YOUR INSTRUCTIONS: Every line of the data is to be transcribed as it stands.

[Stored data]
use crate::args::{self, Credentials};
use crate::config::Config;
use crate::errors::*;
use crate::fetch;
use crate::lock::Lock;
use crate::package;
use crate::publish;
use crate::release::Release;
use crate::repo;
use crate::resolve::{Filter, Resolver};
use std::env;
use std::path::{Path, PathBuf};
use tokio::fs;
use tokio::io::AsyncWriteExt;

pub const OUTPUT_NAME: &str = "rebuilt";

/// Difference between the repository and upstream
#[derive(Debug, Default, PartialEq)]
pub struct Plan {
    /// Packages that are no longer offered upstream
    pub delete: Vec<PathBuf>,
    /// Releases that don't have a package in the repository yet
    pub build: Vec<Release>,
}

impl Plan {
    pub fn new(repo: &Path, releases: &[Release], existing: &[PathBuf]) -> Plan {
        let wanted = releases
            .iter()
            .map(|release| release.deb_path(repo))
            .collect::<Vec<_>>();

        let delete = existing
            .iter()
            .filter(|deb| !wanted.contains(deb))
            .cloned()
            .collect();

        let mut build = Vec::<Release>::new();
        for (release, path) in releases.iter().zip(&wanted) {
            if existing.contains(path) || build.iter().any(|b| b.deb_path(repo) == *path) {
                continue;
            }
            build.push(release.clone());
        }

        Plan { delete, build }
    }

    pub fn is_empty(&self) -> bool {
        self.delete.is_empty() && self.build.is_empty()
    }
}

/// Packages that were filtered out are kept, only selected clients and channels are pruned
pub fn filter_existing(existing: Vec<PathBuf>, filter: &Filter, releases: &[Release]) -> Vec<PathBuf> {
    if filter.clients.is_empty() && filter.channels.is_empty() {
        return existing;
    }
    let packages = releases
        .iter()
        .map(|release| release.package())
        .collect::<Vec<_>>();
    existing
        .into_iter()
        .filter(|deb| {
            let name = deb.file_name().map(|n| n.to_string_lossy()).unwrap_or_default();
            crate::release::parse_deb_filename(&name)
                .map(|(package, _, _)| packages.iter().any(|p| p == package))
                .unwrap_or(false)
        })
        .collect()
}

/// Tell the GitHub Actions runner that the repository changed
pub async fn set_output(name: &str, value: &str) -> Result<()> {
    if let Some(path) = env::var_os("GITHUB_OUTPUT") {
        let mut file = fs::OpenOptions::new()
            .create(true)
            .append(true)
            .open(&path)
            .await
            .with_context(|| anyhow!("Failed to open GITHUB_OUTPUT file: {path:?}"))?;
        file.write_all(format!("{name}={value}\n").as_bytes()).await?;
    } else {
        println!("::set-output name={name}::{value}");
    }
    Ok(())
}

pub async fn rebuild(config: &Config, args: args::Rebuild, credentials: &Credentials) -> Result<bool> {
    let repo_dir = &config.data.repo;
    let staging = &config.data.staging;
    fs::create_dir_all(repo_dir)
        .await
        .with_context(|| anyhow!("Failed to create repository directory: {repo_dir:?}"))?;
    fs::create_dir_all(staging)
        .await
        .with_context(|| anyhow!("Failed to create staging directory: {staging:?}"))?;
    let _lock = Lock::acquire(staging).await?;

    if let Some(name) = &args.fetch {
        let target = config.target(name)?;
        let publisher = publish::publisher(target, credentials, config.http_client()?)?;
        info!("Fetching existing packages from {name:?}");
        publisher.fetch(repo_dir).await?;
    }

    let filter = Filter::from(args.filter);
    let releases = Resolver::new(config)?.resolve(&filter).await?;
    if releases.is_empty() {
        bail!("No upstream releases found, refusing to prune the repository");
    }
    let existing = filter_existing(repo::prebuilt(repo_dir).await?, &filter, &releases);
    let plan = Plan::new(repo_dir, &releases, &existing);

    for deb in &plan.delete {
        info!("Deleting {deb:?}");
        fs::remove_file(deb)
            .await
            .with_context(|| anyhow!("Failed to delete stale package: {deb:?}"))?;
        let changes = deb.with_extension("changes");
        if fs::metadata(&changes).await.is_ok() {
            fs::remove_file(&changes).await?;
        }
    }

    let http = config.http_client()?;
    for release in &plan.build {
        let staged = fetch::stage(&http, staging, release).await?;
        let deb = package::package(config, &staged.path, !args.no_sign).await?;

        let expected = release.deb_path(repo_dir);
        if deb != expected {
            bail!("Package was built as {deb:?} but upstream release expects {expected:?}");
        }
        fs::remove_dir_all(&staged.path)
            .await
            .with_context(|| anyhow!("Failed to remove staged directory: {:?}", staged.path))?;
    }

    for dir in fetch::unstage(staging, &[]).await? {
        debug!("Removed leftover staging directory {dir:?}");
    }

    if plan.is_empty() {
        // an earlier run may have changed packages and failed before the index was written
        let debs = repo::prebuilt(repo_dir).await?;
        if !repo::index_stale(repo_dir, &debs).await? {
            info!("Nothing to do");
            return Ok(false);
        }
        info!("Repository index is out of date, rebuilding index");
    } else {
        info!(
            "Removed {} and added {} packages, rebuilding index",
            plan.delete.len(),
            plan.build.len()
        );
    }
    repo::mkrepo(config).await?;
    set_output(OUTPUT_NAME, "true").await?;
    Ok(true)
}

ANSWER SECTION:
use crate::args::{self, Credentials};
use crate::config::Config;
use crate::errors::*;
use crate::fetch;
use crate::lock::Lock;
use crate::package;
use crate::publish;
use crate::release::Release;
use crate::repo;
use crate::resolve::{Filter, Resolver};
use std::env;
use std::path::{Path, PathBuf};
use tokio::fs;
use tokio::io::AsyncWriteExt;

pub const OUTPUT_NAME: &str = "rebuilt";

/// Difference between the repository and upstream
#[derive(Debug, Default, PartialEq)]
pub struct Plan {
    /// Packages that are no longer offered upstream
    pub delete: Vec<PathBuf>,
    /// Releases that don't have a package in the repository yet
    pub build: Vec<Release>,
}

impl Plan {
    pub fn new(repo: &Path, releases: &[Release], existing: &[PathBuf]) -> Plan {
        let wanted = releases
            .iter()
            .map(|release| release.deb_path(repo))
            .collect::<Vec<_>>();

        let delete = existing
            .iter()
            .filter(|deb| !wanted.contains(deb))
            .cloned()
            .collect();

        let mut build = Vec::<Release>::new();
        for (release, path) in releases.iter().zip(&wanted) {
            if existing.contains(path) || build.iter().any(|b| b.deb_path(repo) == *path) {
                continue;
            }
            build.push(release.clone());
        }

        Plan { delete, build }
    }

    pub fn is_empty(&self) -> bool {
        self.delete.is_empty() && self.build.is_empty()
    }
}

/// Packages that were filtered out are kept, only selected clients and channels are pruned
pub fn filter_existing(existing: Vec<PathBuf>, filter: &Filter, releases: &[Release]) -> Vec<PathBuf> {
    if filter.clients.is_empty() && filter.channels.is_empty() {
        return existing;
    }
    let packages = releases
        .iter()
        .map(|release| release.package())
        .collect::<Vec<_>>();
    existing
        .into_iter()
        .filter(|deb| {
            let name = deb.file_name().map(|n| n.to_string_lossy()).unwrap_or_default();
            crate::release::parse_deb_filename(&name)
                .map(|(package, _, _)| packages.iter().any(|p| p == package))
                .unwrap_or(false)
        })
        .collect()
}

/// Tell the GitHub Actions runner that the repository changed
pub async fn set_output(name: &str, value: &str) -> Result<()> {
    if let Some(path) = env::var_os("GITHUB_OUTPUT") {
        let mut file = fs::OpenOptions::new()
            .create(true)
            .append(true)
            .open(&path)
            .await
            .with_context(|| anyhow!("Failed to open GITHUB_OUTPUT file: {path:?}"))?;
        file.write_all(format!("{name}={value}\n").as_bytes()).await?;
    } else {
        println!("::set-output name={name}::{value}");
    }
    Ok(())
}

pub async fn rebuild(config: &Config, args: args::Rebuild, credentials: &Credentials) -> Result<bool> {
    let repo_dir = &config.data.repo;
    let staging = &config.data.staging;
    fs::create_dir_all(repo_dir)
        .await
        .with_context(|| anyhow!("Failed to create repository directory: {repo_dir:?}"))?;
    fs::create_dir_all(staging)
        .await
        .with_context(|| anyhow!("Failed to create staging directory: {staging:?}"))?;
    let _lock = Lock::acquire(staging).await?;

    if let Some(name) = &args.fetch {
        let target = config.target(name)?;
        let publisher = publish::publisher(target, credentials, config.http_client()?)?;
        info!("Fetching existing packages from {name:?}");
        publisher.fetch(repo_dir).await?;
    }

    let filter = Filter::from(args.filter);
    let releases = Resolver::new(config)?.resolve(&filter).await?;
    if releases.is_empty() {
        bail!("No upstream releases found, refusing to prune the repository");
    }
    let existing = filter_existing(repo::prebuilt(repo_dir).await?, &filter, &releases);
    let plan = Plan::new(repo_dir, &releases, &existing);

    for deb in &plan.delete {
        info!("Deleting {deb:?}");
        fs::remove_file(deb)
            .await
            .with_context(|| anyhow!("Failed to delete stale package: {deb:?}"))?;
        let changes = deb.with_extension("changes");
        if fs::metadata(&changes).await.is_ok() {
            fs::remove_file(&changes).await?;
        }
    }

    let http = config.http_client()?;
    for release in &plan.build {
        let staged = fetch::stage(&http, staging, release).await?;
        let deb = package::package(config, &staged.path, !args.no_sign).await?;

        let expected = release.deb_path(repo_dir);
        if deb != expected {
            bail!("Package was built as {deb:?} but upstream release expects {expected:?}");
        }
        fs::remove_dir_all(&staged.path)
            .await
            .with_context(|| anyhow!("Failed to remove staged directory: {:?}", staged.path))?;
    }

    for dir in fetch::unstage(staging, &[]).await? {
        debug!("Removed leftover staging directory {dir:?}");
    }

    if plan.is_empty() {
        // an earlier run may have changed packages and failed before the index was written
        let debs = repo::prebuilt(repo_dir).await?;
        if !repo::index_stale(repo_dir, &debs).await? {
            info!("Nothing to do");
            return Ok(false);
        }
        info!("Repository index is out of date, rebuilding index");
    } else {
        info!(
            "Removed {} and added {} packages, rebuilding index",
            plan.delete.len(),
            plan.build.len()
        );
    }
    repo::mkrepo(config).await?;
    set_output(OUTPUT_NAME, "true").await?;
    Ok(true)
}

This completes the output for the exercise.